The Principal Components Analysis (PCA) is a way of identifying patterns in data, and expressing the data in such a way as to highlight their similarities and differences. PCA is a powerful tool for analyzing data. The other main advantage of PCA is that to found these patterns in the data, and to compress the data, i.e. by reducing the number of dimensions, without much loss of information. This technique used in image compression, as we will see in a later section. 

The case when there is a strong correlation between observed variables. The first principal component is the linear combination of the original dimensions that has the maximum variance; the nth principal component is the linear combination with the highest variance, subject to being orthogonal to the n -1 first principal component. Such features may or may not be directly related to face features such as eyes, nose, lips, and hair.  A simple approach to extracting the information contained in an image of face is to somehow capture the variation in a collection of images, independent of any judgment of features, and use this information to encode and compare individual face images. 

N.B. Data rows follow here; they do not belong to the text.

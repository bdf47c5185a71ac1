//! # Operand Validation
//!
//! Type/range checks applied to request operands before any arithmetic
//! runs. Pure functions, no side effects.
//!
//! Operands arrive as `Option<f64>` because request bodies may omit them
//! or carry a non-numeric JSON value (decoded to `None` at the HTTP
//! layer). Binary operations validate both operands; square-root
//! validates only the first.

use thiserror::Error;

/// Result type for validation
pub type ValidationResult<T> = Result<T, ValidationError>;

/// Operand validation errors.
///
/// Both variants are the `InvalidOperand` category; the messages are
/// tailored to the request shape that produced them.
#[derive(Debug, Clone, Copy, PartialEq, Eq, Error)]
pub enum ValidationError {
    /// A binary operation received a missing or non-numeric operand
    #[error("number1 and number2 must be numbers")]
    InvalidBinaryOperands,

    /// A unary operation received a missing or non-numeric operand
    #[error("Invalid number provided")]
    InvalidUnaryOperand,
}

/// Validate both operands of a binary operation.
///
/// Fails when either operand is missing or not a finite number.
pub fn validate_binary(
    number1: Option<f64>,
    number2: Option<f64>,
) -> ValidationResult<(f64, f64)> {
    match (number1, number2) {
        (Some(n1), Some(n2)) if n1.is_finite() && n2.is_finite() => Ok((n1, n2)),
        _ => Err(ValidationError::InvalidBinaryOperands),
    }
}

/// Validate the single operand of a unary operation (square-root).
pub fn validate_unary(number1: Option<f64>) -> ValidationResult<f64> {
    match number1 {
        Some(n1) if n1.is_finite() => Ok(n1),
        _ => Err(ValidationError::InvalidUnaryOperand),
    }
}

#[cfg(test)]
mod tests {
    use super::*;

    #[test]
    fn test_binary_accepts_finite_numbers() {
        assert_eq!(validate_binary(Some(1.5), Some(-2.0)), Ok((1.5, -2.0)));
        assert_eq!(validate_binary(Some(0.0), Some(0.0)), Ok((0.0, 0.0)));
    }

    #[test]
    fn test_binary_rejects_missing_operands() {
        assert_eq!(
            validate_binary(None, Some(1.0)),
            Err(ValidationError::InvalidBinaryOperands)
        );
        assert_eq!(
            validate_binary(Some(1.0), None),
            Err(ValidationError::InvalidBinaryOperands)
        );
        assert_eq!(
            validate_binary(None, None),
            Err(ValidationError::InvalidBinaryOperands)
        );
    }

    #[test]
    fn test_binary_rejects_non_finite() {
        assert_eq!(
            validate_binary(Some(f64::NAN), Some(1.0)),
            Err(ValidationError::InvalidBinaryOperands)
        );
        assert_eq!(
            validate_binary(Some(1.0), Some(f64::INFINITY)),
            Err(ValidationError::InvalidBinaryOperands)
        );
    }

    #[test]
    fn test_unary_accepts_finite_number() {
        assert_eq!(validate_unary(Some(16.0)), Ok(16.0));
        // Negative numbers pass the type check; the sign check is the
        // dispatcher's job.
        assert_eq!(validate_unary(Some(-4.0)), Ok(-4.0));
    }

    #[test]
    fn test_unary_rejects_missing_or_non_finite() {
        assert_eq!(validate_unary(None), Err(ValidationError::InvalidUnaryOperand));
        assert_eq!(
            validate_unary(Some(f64::NEG_INFINITY)),
            Err(ValidationError::InvalidUnaryOperand)
        );
    }

    #[test]
    fn test_error_messages() {
        assert_eq!(
            ValidationError::InvalidBinaryOperands.to_string(),
            "number1 and number2 must be numbers"
        );
        assert_eq!(
            ValidationError::InvalidUnaryOperand.to_string(),
            "Invalid number provided"
        );
    }
}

These eigenvectors can be thought of as a set of features that together characterize the variation between face images. Each image location contributes more or less of each Eigen vector, so that we can display the eigenvector as a sort of ghostly face which we call an Eigen face. Each individual face can be represented exactly in terms of a linear combination of the Eigen faces. Each face can also be approximated using only the "best" Eigen faces-those that have the largest eigenvalues and which therefore account for the most variance within the set of face images. The best M Eigen faces span an M-Dimensional subspace- "face space" – of all possible images.  

This approach of expression detection involves the following initialization operations: 
1. Acquire the initial set of face images (the training set). 
2. Calculate the Eigen faces from the training set, keeping only the M images that correspond to the highest eigenvalues. These M images define the face space. As new faces are experienced; the Eigen faces can be up-dated or recalculated.
3. Calculate the corresponding distribution in M-dimensional weight space for each known individual, by projecting his or her face images onto the "face space".